Repeat exactly, please, the opening lines of the data below, through and including the line where "by the probe." sits.
==== Source data
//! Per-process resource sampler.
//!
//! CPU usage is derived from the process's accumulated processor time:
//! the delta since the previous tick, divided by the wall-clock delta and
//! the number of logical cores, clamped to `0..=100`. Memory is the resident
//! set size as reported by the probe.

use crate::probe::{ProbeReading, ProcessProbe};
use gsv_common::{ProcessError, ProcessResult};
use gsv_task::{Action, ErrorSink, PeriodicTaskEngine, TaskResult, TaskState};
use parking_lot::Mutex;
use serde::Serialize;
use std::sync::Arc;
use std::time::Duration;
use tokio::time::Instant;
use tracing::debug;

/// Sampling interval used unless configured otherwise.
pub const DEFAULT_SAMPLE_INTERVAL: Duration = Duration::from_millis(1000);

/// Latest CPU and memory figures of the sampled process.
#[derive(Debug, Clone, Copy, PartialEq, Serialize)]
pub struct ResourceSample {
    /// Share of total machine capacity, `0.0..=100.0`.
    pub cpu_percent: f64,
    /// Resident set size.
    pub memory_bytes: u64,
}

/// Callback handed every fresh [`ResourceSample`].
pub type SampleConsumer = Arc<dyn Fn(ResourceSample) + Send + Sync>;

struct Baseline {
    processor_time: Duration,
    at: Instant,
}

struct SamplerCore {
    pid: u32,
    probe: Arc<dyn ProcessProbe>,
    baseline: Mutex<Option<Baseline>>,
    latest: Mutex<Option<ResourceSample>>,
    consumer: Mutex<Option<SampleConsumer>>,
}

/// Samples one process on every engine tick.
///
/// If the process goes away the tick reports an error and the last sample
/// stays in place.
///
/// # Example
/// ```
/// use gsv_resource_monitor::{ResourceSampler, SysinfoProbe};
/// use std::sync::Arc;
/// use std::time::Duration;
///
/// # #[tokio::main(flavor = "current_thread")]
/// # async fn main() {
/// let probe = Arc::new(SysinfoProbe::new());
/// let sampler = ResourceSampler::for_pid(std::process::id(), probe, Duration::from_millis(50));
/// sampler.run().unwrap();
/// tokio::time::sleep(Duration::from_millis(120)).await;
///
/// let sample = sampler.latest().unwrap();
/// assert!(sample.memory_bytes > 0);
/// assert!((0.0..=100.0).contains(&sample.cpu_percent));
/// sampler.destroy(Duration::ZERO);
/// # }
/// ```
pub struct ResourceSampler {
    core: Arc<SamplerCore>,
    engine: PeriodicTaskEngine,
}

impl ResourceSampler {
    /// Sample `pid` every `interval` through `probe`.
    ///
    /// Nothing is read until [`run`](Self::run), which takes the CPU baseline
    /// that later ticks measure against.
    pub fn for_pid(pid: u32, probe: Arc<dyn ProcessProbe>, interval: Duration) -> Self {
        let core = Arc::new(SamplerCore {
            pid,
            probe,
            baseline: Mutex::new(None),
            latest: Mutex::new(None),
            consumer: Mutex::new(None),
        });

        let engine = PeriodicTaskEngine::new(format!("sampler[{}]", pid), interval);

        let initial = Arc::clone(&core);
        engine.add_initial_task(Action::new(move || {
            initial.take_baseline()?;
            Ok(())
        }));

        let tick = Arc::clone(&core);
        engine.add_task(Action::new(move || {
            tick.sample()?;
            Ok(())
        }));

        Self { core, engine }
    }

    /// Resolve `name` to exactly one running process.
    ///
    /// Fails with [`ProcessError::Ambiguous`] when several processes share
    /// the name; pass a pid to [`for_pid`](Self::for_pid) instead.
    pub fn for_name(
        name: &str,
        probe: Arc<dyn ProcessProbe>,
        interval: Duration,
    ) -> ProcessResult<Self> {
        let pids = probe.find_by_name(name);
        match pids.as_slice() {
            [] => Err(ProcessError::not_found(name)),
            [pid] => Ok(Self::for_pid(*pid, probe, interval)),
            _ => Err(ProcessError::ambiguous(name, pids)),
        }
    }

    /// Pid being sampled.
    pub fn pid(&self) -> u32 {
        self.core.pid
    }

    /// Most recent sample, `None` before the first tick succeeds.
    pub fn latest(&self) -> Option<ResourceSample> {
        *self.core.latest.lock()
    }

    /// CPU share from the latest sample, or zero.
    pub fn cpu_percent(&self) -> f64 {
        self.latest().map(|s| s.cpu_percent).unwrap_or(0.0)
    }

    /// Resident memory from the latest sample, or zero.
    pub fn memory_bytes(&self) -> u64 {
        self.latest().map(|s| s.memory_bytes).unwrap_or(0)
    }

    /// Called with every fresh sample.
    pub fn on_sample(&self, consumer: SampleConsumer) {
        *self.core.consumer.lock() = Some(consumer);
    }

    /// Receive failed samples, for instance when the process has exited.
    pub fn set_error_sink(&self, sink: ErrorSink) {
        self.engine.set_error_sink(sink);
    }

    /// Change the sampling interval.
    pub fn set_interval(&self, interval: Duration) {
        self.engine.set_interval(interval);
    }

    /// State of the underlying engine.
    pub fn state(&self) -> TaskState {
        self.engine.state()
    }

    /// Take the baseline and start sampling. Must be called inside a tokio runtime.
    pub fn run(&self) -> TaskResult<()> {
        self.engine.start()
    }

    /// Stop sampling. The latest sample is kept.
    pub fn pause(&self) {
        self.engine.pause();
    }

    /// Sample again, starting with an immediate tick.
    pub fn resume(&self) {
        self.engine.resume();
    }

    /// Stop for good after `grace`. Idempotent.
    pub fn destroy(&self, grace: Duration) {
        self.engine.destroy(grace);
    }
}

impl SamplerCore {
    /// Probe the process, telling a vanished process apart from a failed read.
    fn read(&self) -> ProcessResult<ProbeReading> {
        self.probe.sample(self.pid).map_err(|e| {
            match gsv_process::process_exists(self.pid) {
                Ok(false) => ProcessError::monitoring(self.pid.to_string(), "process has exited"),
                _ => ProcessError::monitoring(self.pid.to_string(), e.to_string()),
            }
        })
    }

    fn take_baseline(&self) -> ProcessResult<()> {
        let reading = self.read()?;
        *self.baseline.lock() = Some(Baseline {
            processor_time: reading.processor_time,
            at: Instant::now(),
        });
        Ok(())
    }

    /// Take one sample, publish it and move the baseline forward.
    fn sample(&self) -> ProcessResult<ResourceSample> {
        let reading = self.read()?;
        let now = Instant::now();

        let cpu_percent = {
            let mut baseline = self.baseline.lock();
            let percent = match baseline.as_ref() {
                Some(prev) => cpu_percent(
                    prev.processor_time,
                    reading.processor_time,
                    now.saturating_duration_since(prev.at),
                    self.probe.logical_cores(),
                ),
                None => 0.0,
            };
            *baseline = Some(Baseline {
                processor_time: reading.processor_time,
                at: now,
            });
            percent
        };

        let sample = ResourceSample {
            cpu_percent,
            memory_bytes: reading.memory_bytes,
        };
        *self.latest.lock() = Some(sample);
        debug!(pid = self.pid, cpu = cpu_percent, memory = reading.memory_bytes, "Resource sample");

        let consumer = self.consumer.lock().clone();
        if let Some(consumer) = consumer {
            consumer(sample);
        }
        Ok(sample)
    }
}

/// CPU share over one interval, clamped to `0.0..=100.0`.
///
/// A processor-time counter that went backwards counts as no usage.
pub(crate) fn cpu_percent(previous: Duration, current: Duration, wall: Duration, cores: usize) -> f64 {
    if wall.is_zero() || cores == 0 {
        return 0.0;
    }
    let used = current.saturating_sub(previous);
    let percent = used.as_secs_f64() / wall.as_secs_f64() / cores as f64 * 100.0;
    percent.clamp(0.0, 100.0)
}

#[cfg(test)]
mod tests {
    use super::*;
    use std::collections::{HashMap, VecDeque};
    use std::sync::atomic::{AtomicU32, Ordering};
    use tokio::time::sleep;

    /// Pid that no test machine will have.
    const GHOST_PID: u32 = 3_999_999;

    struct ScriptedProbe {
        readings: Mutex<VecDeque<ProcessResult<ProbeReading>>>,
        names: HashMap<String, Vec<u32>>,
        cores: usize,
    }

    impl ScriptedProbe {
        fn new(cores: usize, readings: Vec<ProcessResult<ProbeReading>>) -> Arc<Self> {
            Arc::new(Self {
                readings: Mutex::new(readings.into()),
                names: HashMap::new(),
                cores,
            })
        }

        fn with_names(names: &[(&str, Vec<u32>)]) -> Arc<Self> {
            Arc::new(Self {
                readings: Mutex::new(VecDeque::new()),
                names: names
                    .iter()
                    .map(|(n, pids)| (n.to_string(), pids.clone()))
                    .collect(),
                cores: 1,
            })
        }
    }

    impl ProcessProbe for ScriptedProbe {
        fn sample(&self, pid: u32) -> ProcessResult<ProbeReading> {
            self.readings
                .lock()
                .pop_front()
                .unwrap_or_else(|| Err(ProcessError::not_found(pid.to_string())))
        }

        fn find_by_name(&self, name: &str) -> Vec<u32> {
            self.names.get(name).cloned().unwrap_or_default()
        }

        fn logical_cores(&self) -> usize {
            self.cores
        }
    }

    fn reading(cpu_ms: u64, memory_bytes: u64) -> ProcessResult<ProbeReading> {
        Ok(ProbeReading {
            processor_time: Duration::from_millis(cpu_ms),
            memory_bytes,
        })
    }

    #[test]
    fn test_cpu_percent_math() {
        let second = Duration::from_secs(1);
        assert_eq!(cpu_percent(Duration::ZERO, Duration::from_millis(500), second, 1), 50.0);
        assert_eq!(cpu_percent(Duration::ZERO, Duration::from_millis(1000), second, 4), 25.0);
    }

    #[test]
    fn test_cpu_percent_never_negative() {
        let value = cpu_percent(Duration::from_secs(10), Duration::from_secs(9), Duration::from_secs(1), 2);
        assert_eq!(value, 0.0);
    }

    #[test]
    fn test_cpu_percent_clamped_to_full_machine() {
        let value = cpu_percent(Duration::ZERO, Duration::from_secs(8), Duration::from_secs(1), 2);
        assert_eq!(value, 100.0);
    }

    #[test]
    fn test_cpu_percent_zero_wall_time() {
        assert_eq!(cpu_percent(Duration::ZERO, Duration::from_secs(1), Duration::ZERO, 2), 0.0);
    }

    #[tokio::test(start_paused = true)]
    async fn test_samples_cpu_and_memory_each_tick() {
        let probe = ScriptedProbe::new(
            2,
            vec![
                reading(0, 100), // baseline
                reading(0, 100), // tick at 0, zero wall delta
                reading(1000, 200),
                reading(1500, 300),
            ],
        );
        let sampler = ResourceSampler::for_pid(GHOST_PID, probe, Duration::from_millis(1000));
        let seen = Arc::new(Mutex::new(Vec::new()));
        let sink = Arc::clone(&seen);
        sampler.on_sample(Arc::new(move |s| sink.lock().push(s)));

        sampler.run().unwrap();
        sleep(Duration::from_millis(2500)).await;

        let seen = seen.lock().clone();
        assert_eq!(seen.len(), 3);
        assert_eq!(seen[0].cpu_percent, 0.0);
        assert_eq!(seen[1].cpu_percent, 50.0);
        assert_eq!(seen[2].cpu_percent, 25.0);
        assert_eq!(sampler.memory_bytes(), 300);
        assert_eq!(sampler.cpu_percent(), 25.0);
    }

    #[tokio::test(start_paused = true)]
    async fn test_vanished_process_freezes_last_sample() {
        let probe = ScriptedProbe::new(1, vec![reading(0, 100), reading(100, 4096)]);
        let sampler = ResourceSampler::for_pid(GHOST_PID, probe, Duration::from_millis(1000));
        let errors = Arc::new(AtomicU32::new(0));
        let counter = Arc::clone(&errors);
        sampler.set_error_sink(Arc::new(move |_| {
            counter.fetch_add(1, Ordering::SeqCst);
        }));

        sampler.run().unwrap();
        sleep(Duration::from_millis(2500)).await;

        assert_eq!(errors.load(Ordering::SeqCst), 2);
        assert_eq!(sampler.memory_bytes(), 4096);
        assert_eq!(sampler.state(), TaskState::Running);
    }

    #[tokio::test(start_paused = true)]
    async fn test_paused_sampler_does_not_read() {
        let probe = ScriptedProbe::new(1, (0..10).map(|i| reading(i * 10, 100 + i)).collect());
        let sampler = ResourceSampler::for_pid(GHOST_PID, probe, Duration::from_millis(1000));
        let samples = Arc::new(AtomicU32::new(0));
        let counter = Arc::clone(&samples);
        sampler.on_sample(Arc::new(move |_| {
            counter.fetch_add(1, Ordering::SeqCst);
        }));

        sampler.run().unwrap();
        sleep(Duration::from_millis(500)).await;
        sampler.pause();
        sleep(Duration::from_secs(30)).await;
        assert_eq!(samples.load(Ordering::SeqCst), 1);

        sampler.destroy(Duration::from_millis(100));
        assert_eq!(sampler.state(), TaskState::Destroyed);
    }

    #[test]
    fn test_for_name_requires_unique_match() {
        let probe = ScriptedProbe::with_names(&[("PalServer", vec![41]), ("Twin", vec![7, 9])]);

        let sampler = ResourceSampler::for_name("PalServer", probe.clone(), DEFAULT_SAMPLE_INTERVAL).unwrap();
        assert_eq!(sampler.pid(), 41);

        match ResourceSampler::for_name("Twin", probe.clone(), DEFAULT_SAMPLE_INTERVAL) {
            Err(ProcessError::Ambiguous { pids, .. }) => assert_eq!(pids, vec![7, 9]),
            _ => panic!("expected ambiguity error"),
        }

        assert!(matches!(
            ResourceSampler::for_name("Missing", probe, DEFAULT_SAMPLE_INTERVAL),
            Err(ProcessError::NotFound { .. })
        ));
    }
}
========
» **Answer**:
//! Per-process resource sampler.
//!
//! CPU usage is derived from the process's accumulated processor time:
//! the delta since the previous tick, divided by the wall-clock delta and
//! the number of logical cores, clamped to `0..=100`. Memory is the resident
//! set size as reported by the probe.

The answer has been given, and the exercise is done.